Required work: From the line with "pub fn len(&self)" through the line with "if descriptor.service.is_empty() ||", inclusive, return each line of the data below exactly and leave the rest out.

____________

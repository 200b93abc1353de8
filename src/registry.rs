//! ToolRegistry — canonical tool name to descriptor, plus the alias index.
//!
//! The registry is assembled through [`RegistryBuilder`] at startup and is
//! immutable once built, so concurrent lookups need no locking. Reconfiguration
//! builds a whole new registry rather than mutating this one.

use std::collections::HashMap;
use std::sync::Arc;
use std::time::Duration;

use crate::capability::Capability;
use crate::error::GatewayError;
use crate::namespace::{self, AliasIndex};
use crate::schema::ParamSchema;

/// Everything the gateway knows about one tool. Immutable after registration.
#[derive(Debug)]
pub struct ToolDescriptor {
    name: String,
    service: String,
    action: String,
    /// Accepted surface names besides the canonical name, in declaration order.
    aliases: Vec<String>,
    title: String,
    description: Option<String>,
    /// Operational risk/complexity class. Informational only; never enforced.
    tier: u8,
    schema: ParamSchema,
    capability: Capability,
    /// Per-tool override of the policy call timeout.
    timeout: Option<Duration>,
}

impl ToolDescriptor {
    /// Describe a tool for `service`/`action`. The canonical name and the
    /// colon alias are derived from the pair.
    pub fn new(
        service: &str,
        action: &str,
        title: &str,
        schema: ParamSchema,
        capability: Capability,
    ) -> Self {
        ToolDescriptor {
            name: namespace::canonical_name(service, action),
            service: service.to_string(),
            action: action.to_string(),
            aliases: vec![namespace::colon_alias(service, action)],
            title: title.to_string(),
            description: None,
            tier: 1,
            schema,
            capability,
            timeout: None,
        }
    }

    /// Add an extra surface name (e.g. a legacy spelling).
    pub fn with_alias(mut self, alias: &str) -> Self {
        self.aliases.push(alias.to_string());
        self
    }

    pub fn with_description(mut self, description: &str) -> Self {
        self.description = Some(description.to_string());
        self
    }

    pub fn with_tier(mut self, tier: u8) -> Self {
        self.tier = tier;
        self
    }

    pub fn with_timeout(mut self, timeout: Duration) -> Self {
        self.timeout = Some(timeout);
        self
    }

    pub fn name(&self) -> &str {
        &self.name
    }

    pub fn aliases(&self) -> &[String] {
        &self.aliases
    }

    pub fn title(&self) -> &str {
        &self.title
    }

    pub fn description(&self) -> Option<&str> {
        self.description.as_deref()
    }

    pub fn tier(&self) -> u8 {
        self.tier
    }

    pub fn schema(&self) -> &ParamSchema {
        &self.schema
    }

    pub fn capability(&self) -> &Capability {
        &self.capability
    }

    pub fn is_mutating(&self) -> bool {
        self.capability.is_mutating()
    }

    pub fn timeout(&self) -> Option<Duration> {
        self.timeout
    }

    /// Canonical name followed by every alias, without duplicates.
    pub fn surface_names(&self) -> Vec<&str> {
        let mut names: Vec<&str> = vec![self.name.as_str()];
        for alias in &self.aliases {
            if !names.contains(&alias.as_str()) {
                names.push(alias.as_str());
            }
        }
        names
    }
}

/// Frozen map from canonical name to descriptor with its alias index.
#[derive(Debug, Default)]
pub struct ToolRegistry {
    tools: HashMap<String, Arc<ToolDescriptor>>,
    index: AliasIndex,
    /// Canonical names in registration order, for stable listings.
    order: Vec<String>,
}

impl ToolRegistry {
    pub fn builder() -> RegistryBuilder {
        RegistryBuilder::default()
    }

    /// Resolve any surface name to its descriptor.
    pub fn resolve(&self, name: &str) -> crate::Result<&Arc<ToolDescriptor>> {
        let canonical = namespace::resolve(&self.index, name)?;
        self.tools
            .get(canonical)
            .ok_or_else(|| GatewayError::UnknownTool(name.to_string()))
    }

    /// Resolve any surface name to its canonical name.
    pub fn canonical(&self, name: &str) -> crate::Result<&str> {
        namespace::resolve(&self.index, name)
    }

    /// Whether any descriptor answers to `name`.
    pub fn contains(&self, name: &str) -> bool {
        self.index.contains_key(name)
    }

    /// All descriptors in registration order.
    pub fn tools(&self) -> impl Iterator<Item = &Arc<ToolDescriptor>> {
        self.order.iter().filter_map(|name| self.tools.get(name))
    }

    pub fn len(&self) -> usize {
        self.tools.len()
    }

    pub fn is_empty(&self) -> bool {
        self.tools.is_empty()
    }
}

/// Startup-time registry assembly. [`RegistryBuilder::build`] freezes it.
#[derive(Debug, Default)]
pub struct RegistryBuilder {
    registry: ToolRegistry,
}

impl RegistryBuilder {
    /// Register a descriptor.
    ///
    /// Fails with `DuplicateName` if its canonical name or any alias is
    /// already taken, and with `InvalidConfig` if service or action is empty.
    /// A failed registration leaves the builder unchanged.
    pub fn register(&mut self, descriptor: ToolDescriptor) -> crate::Result<()> {
        if descriptor.service.is_empty() || descriptor.action.is_empty() {
            return Err(GatewayError::InvalidConfig(
                descriptor.name.clone(),
                "tool service and action must be non-empty".to_string(),
            ));
        }

        let names: Vec<String> = descriptor
            .surface_names()
            .into_iter()
            .map(String::from)
            .collect();
        if let Some(taken) = names.iter().find(|n| self.registry.index.contains_key(*n)) {
            return Err(GatewayError::DuplicateName(taken.clone()));
        }

        let canonical = descriptor.name.clone();
        for name in names {
            self.registry.index.insert(name, canonical.clone());
        }
        tracing::debug!(
            tool = %canonical,
            mutating = descriptor.is_mutating(),
            tier = descriptor.tier,
            "registered tool"
        );
        self.registry.order.push(canonical.clone());
        self.registry.tools.insert(canonical, Arc::new(descriptor));
        Ok(())
    }

    /// Whether a surface name is already taken.
    pub fn contains(&self, name: &str) -> bool {
        self.registry.contains(name)
    }

    /// Freeze the registry.
    pub fn build(self) -> ToolRegistry {
        self.registry
    }
}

____________

Solution to the problem:
    pub fn len(&self) -> usize {
        self.tools.len()
    }

    pub fn is_empty(&self) -> bool {
        self.tools.is_empty()
    }
}

/// Startup-time registry assembly. [`RegistryBuilder::build`] freezes it.
#[derive(Debug, Default)]
pub struct RegistryBuilder {
    registry: ToolRegistry,
}

impl RegistryBuilder {
    /// Register a descriptor.
    ///
    /// Fails with `DuplicateName` if its canonical name or any alias is
    /// already taken, and with `InvalidConfig` if service or action is empty.
    /// A failed registration leaves the builder unchanged.
    pub fn register(&mut self, descriptor: ToolDescriptor) -> crate::Result<()> {
        if descriptor.service.is_empty() || descriptor.action.is_empty() {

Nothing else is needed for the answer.